Whichever lines include the word "MealRecord", copy them as they appear in the data.

[Saved entries]

::::

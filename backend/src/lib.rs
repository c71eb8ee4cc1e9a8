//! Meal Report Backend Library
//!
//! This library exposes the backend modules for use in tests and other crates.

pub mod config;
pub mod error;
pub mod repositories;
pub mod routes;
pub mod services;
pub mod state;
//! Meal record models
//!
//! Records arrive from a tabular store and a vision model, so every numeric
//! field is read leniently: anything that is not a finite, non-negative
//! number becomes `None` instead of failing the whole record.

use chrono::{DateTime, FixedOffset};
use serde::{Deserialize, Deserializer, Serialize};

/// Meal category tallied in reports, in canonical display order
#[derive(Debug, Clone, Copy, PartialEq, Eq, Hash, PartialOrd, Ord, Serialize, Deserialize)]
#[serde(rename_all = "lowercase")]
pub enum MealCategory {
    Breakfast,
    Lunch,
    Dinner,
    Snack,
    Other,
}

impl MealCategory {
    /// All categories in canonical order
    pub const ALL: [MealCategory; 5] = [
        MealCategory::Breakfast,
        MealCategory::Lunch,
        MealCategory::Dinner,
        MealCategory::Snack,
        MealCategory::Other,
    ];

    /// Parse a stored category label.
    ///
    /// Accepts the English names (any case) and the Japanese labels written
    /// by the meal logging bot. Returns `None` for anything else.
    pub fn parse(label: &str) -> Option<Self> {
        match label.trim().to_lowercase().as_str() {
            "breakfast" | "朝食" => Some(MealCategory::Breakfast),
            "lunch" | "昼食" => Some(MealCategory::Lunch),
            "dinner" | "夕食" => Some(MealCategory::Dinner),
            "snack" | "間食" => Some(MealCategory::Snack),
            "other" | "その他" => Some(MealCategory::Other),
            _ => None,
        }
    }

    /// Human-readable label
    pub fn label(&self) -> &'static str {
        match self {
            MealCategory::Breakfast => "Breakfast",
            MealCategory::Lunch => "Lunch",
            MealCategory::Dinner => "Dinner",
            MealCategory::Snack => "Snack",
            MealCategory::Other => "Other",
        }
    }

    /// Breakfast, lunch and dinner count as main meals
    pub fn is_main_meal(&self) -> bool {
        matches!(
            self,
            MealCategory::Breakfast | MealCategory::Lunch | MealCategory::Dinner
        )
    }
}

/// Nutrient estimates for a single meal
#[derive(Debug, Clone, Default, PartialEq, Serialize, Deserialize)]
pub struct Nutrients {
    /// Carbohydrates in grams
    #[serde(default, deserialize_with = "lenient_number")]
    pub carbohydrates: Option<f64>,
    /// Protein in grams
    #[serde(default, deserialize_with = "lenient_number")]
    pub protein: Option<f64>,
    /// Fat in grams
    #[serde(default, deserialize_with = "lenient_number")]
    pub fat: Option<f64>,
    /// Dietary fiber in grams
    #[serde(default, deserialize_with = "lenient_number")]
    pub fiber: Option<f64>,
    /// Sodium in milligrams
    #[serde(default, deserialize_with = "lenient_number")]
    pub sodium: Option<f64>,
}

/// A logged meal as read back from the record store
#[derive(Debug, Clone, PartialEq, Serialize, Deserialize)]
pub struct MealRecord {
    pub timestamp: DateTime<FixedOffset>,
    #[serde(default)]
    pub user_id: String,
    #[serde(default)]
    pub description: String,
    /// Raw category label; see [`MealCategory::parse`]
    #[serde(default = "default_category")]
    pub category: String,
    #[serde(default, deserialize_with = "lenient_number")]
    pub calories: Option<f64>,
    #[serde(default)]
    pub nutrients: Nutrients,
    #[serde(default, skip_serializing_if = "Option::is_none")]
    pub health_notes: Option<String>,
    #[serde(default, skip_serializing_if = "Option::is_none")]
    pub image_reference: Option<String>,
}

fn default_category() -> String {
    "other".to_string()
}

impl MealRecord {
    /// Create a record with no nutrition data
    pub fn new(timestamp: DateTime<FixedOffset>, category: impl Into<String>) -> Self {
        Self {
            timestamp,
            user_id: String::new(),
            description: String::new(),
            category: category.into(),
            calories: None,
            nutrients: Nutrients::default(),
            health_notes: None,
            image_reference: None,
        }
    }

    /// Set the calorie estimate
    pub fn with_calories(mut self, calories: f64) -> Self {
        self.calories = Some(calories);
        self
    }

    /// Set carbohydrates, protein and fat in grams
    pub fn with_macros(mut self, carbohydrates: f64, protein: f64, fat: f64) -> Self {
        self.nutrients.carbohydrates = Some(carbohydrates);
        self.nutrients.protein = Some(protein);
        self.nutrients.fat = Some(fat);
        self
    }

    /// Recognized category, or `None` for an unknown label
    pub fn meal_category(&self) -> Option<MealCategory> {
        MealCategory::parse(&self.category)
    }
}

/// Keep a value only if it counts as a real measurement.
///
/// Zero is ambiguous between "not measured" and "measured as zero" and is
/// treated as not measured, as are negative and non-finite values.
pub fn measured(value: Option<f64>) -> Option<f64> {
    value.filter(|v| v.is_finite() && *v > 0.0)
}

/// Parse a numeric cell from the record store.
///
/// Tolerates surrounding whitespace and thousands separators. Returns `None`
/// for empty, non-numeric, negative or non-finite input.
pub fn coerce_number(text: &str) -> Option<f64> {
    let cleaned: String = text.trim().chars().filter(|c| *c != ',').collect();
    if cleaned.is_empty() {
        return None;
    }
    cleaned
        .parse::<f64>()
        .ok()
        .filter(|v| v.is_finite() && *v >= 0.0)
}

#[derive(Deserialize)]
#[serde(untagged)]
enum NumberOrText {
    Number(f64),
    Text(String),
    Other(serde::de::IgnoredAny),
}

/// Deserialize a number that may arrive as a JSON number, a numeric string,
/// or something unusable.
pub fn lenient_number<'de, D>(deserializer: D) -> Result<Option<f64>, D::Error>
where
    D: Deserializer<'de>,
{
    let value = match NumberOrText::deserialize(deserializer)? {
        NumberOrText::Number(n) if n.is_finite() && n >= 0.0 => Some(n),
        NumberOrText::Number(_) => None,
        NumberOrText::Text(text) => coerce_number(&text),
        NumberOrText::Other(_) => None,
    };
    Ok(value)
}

::::

◆ **Response to the exercise**
pub struct MealRecord {
impl MealRecord {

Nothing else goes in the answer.